Each line of the records that holds the word "codes" should be copied out.

(Collected data)
• • • •

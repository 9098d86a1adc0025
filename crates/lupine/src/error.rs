use std::{ffi::NulError, fmt};

use mlua_sys as ffi;

use crate::{dispatch::DispatchFamily, slots::SlotId, value::Value};

/// Status codes reported by the interpreter's protected-call machinery.
///
/// Discriminants are the interpreter's own `LUA_*` status values so raw codes
/// convert with [`LuaStatus::from_repr`].
#[derive(Debug, Clone, Copy, PartialEq, Eq, Hash, strum::Display, strum::FromRepr)]
#[repr(i32)]
pub enum LuaStatus {
    #[strum(to_string = "ok")]
    Ok = ffi::LUA_OK,
    #[strum(to_string = "yield")]
    Yield = ffi::LUA_YIELD,
    #[strum(to_string = "runtime error")]
    ErrRun = ffi::LUA_ERRRUN,
    #[strum(to_string = "syntax error")]
    ErrSyntax = ffi::LUA_ERRSYNTAX,
    #[strum(to_string = "memory error")]
    ErrMem = ffi::LUA_ERRMEM,
    #[strum(to_string = "error in error handling")]
    ErrErr = ffi::LUA_ERRERR,
}

impl LuaStatus {
    /// Maps a raw status, treating unknown failure codes as runtime errors.
    #[must_use]
    pub fn from_code(code: i32) -> Self {
        Self::from_repr(code).unwrap_or(Self::ErrRun)
    }
}

/// Broken bridge contract.
///
/// These are programming errors on either side of the bridge rather than script
/// failures, so they are kept apart from [`BridgeError::Runtime`].
#[derive(Debug, Clone, PartialEq, Eq)]
pub enum ContractViolation {
    /// Every slot in the pool is bound.
    SlotsExhausted { capacity: usize },
    /// The slot has no live handler (never bound, or already released).
    SlotNotBound { slot: SlotId },
    /// A trampoline produced a result code that is neither a count nor the failure sentinel.
    InvalidResultCode { code: i32 },
    /// An operation code outside the family's defined set.
    InvalidOpcode { family: DispatchFamily, code: i32 },
    /// A unary operation was used as binary or the other way round.
    ArityMismatch { operation: &'static str, expected: usize },
    /// The interpreter has no bridge installed.
    Uninitialized,
    /// The interpreter already carries a bridge.
    AlreadyInitialized,
    /// A value from a different interpreter instance was passed in.
    ForeignObject,
    /// The interpreter has been closed.
    Closed,
    /// Configuration rejected by [`BridgeConfig::validate`](crate::BridgeConfig::validate).
    InvalidConfig { reason: String },
}

impl fmt::Display for ContractViolation {
    fn fmt(&self, f: &mut fmt::Formatter<'_>) -> fmt::Result {
        match self {
            Self::SlotsExhausted { capacity } => write!(f, "all {capacity} callback slots are bound"),
            Self::SlotNotBound { slot } => write!(f, "{slot} is not bound (callback released)"),
            Self::InvalidResultCode { code } => write!(f, "invalid trampoline result code {code}"),
            Self::InvalidOpcode { family, code } => write!(f, "invalid {family} opcode {code}"),
            Self::ArityMismatch { operation, expected } => {
                write!(f, "operation '{operation}' takes {expected} operand(s)")
            }
            Self::Uninitialized => write!(f, "bridge is not initialized for this interpreter"),
            Self::AlreadyInitialized => write!(f, "bridge is already initialized for this interpreter"),
            Self::ForeignObject => write!(f, "value belongs to a different interpreter"),
            Self::Closed => write!(f, "interpreter is closed"),
            Self::InvalidConfig { reason } => write!(f, "invalid bridge configuration: {reason}"),
        }
    }
}

/// Error type for every fallible bridge operation.
#[derive(Debug, Clone)]
pub enum BridgeError {
    /// The interpreter raised an error. `payload` is the raised value, unchanged.
    Runtime {
        status: LuaStatus,
        payload: Value,
        traceback: Option<String>,
    },
    /// A chunk failed to compile.
    Syntax { message: String },
    /// See [`ContractViolation`].
    Contract(ContractViolation),
    /// The interpreter was built against a different API version.
    VersionMismatch { expected: f64, found: f64 },
    /// The interpreter could not allocate a new state.
    StateCreation,
    /// The interpreter stack could not grow.
    StackOverflow,
    /// The host object does not implement the requested operation.
    Unsupported { type_name: &'static str, operation: &'static str },
    /// A value could not be converted.
    Conversion { from: &'static str, to: &'static str },
    /// Free-form failure raised by host code.
    Host { message: String },
    /// The host object behind a proxy was already finalized.
    Finalized,
}

impl BridgeError {
    /// Host failure with a message.
    #[must_use]
    pub fn host(message: impl Into<String>) -> Self {
        Self::Host {
            message: message.into(),
        }
    }

    /// Failure that re-raises `payload` inside the interpreter unchanged.
    ///
    /// Returning this from a host closure is the host-side equivalent of Lua's `error(payload)`.
    #[must_use]
    pub fn raise(payload: impl Into<Value>) -> Self {
        Self::Runtime {
            status: LuaStatus::ErrRun,
            payload: payload.into(),
            traceback: None,
        }
    }

    /// Payload of an interpreter error.
    #[must_use]
    pub fn payload(&self) -> Option<&Value> {
        match self {
            Self::Runtime { payload, .. } => Some(payload),
            _ => None,
        }
    }

    /// Interpreter status behind this error, if it came from the interpreter.
    #[must_use]
    pub fn status(&self) -> Option<LuaStatus> {
        match self {
            Self::Runtime { status, .. } => Some(*status),
            Self::Syntax { .. } => Some(LuaStatus::ErrSyntax),
            _ => None,
        }
    }

    /// Traceback captured when the error was raised.
    #[must_use]
    pub fn traceback(&self) -> Option<&str> {
        match self {
            Self::Runtime { traceback, .. } => traceback.as_deref(),
            _ => None,
        }
    }

    /// The contract violation, if this is one.
    #[must_use]
    pub fn violation(&self) -> Option<&ContractViolation> {
        match self {
            Self::Contract(violation) => Some(violation),
            _ => None,
        }
    }
}

impl fmt::Display for BridgeError {
    fn fmt(&self, f: &mut fmt::Formatter<'_>) -> fmt::Result {
        match self {
            Self::Runtime { payload, .. } => match payload {
                Value::String(message) => write!(f, "{message}"),
                Value::Nil => write!(f, "(error object is a nil value)"),
                other => write!(f, "(error object is a {} value: {other})", other.type_name()),
            },
            Self::Syntax { message } => write!(f, "{message}"),
            Self::Contract(violation) => write!(f, "{violation}"),
            Self::VersionMismatch { expected, found } => {
                write!(f, "interpreter version mismatch: built for {expected}, running {found}")
            }
            Self::StateCreation => write!(f, "cannot create interpreter state: not enough memory"),
            Self::StackOverflow => write!(f, "interpreter stack overflow"),
            Self::Unsupported { type_name, operation } => {
                write!(f, "'{type_name}' object does not support {operation}")
            }
            Self::Conversion { from, to } => write!(f, "cannot convert {from} to {to}"),
            Self::Host { message } => write!(f, "{message}"),
            Self::Finalized => write!(f, "host object already finalized"),
        }
    }
}

impl std::error::Error for BridgeError {}

impl From<ContractViolation> for BridgeError {
    fn from(violation: ContractViolation) -> Self {
        Self::Contract(violation)
    }
}

impl From<NulError> for BridgeError {
    fn from(_: NulError) -> Self {
        Self::Conversion {
            from: "string with interior NUL",
            to: "C string",
        }
    }
}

• • • •

■ **Task result**
/// Status codes reported by the interpreter's protected-call machinery.
/// Discriminants are the interpreter's own `LUA_*` status values so raw codes
    /// Maps a raw status, treating unknown failure codes as runtime errors.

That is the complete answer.